화학공학소재연구정보센터
Nature, Vol.586, No.7829, 390-+, 2020
Surface coordination layer passivates oxidation of copper
Owing to its high thermal and electrical conductivities, its ductility and its overall non-toxicity(1-3), copper is widely used in daily applications and in industry, particularly in anti-oxidation technologies. However, many widespread anti-oxidation techniques, such as alloying and electroplating(1,2), often degrade some physical properties (for example, thermal and electrical conductivities and colour) and introduce harmful elements such as chromium and nickel. Although efforts have been made to develop surface passivation technologies using organic molecules, inorganic materials or carbon-based materials as oxidation inhibitors(4-12), their large-scale application has had limited success.
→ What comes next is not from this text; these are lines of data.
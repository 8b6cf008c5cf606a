use crate::models::strategy::Strategy;
use actix::Message;
use anyhow::Result;
use uuid::Uuid;

#[derive(Debug, Clone)]
pub struct GetStrategyPayload {
    pub id: Uuid,
}

impl Message for GetStrategyPayload {
    type Result = Result<Option<Strategy>>;
}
We have previously reported the solvothermal synthesis of highly air-stable copper nanosheets using formate as a reducing agent(13). Here we report that a solvothermal treatment of copper in the presence of sodium formate leads to crystallographic reconstruction of the copper surface and formation of an ultrathin surface coordination layer. We reveal that the surface modification does not affect the electrical or thermal conductivities of the bulk copper, but introduces high oxidation resistance in air, salt spray and alkaline conditions. We also develop a rapid room-temperature electrochemical synthesis protocol, with the resulting materials demonstrating similarly strong passivation performance. We further improve the oxidation resistance of the copper surfaces by introducing alkanethiol ligands to coordinate with steps or defect sites that are not protected by the passivation layer. We demonstrate that the mild treatment conditions make this technology applicable to the preparation of air-stable copper materials in different forms, including foils, nanowires, nanoparticles and bulk pastes. We expect that the technology developed in this work will help to expand the industrial applications of copper. High oxidation resistance, without degradation of thermal or electrical conductivity, is achieved in copper using surface modification by a solvothermal or electrochemical treatment with sodium formate and formation of a thin surface coordination layer.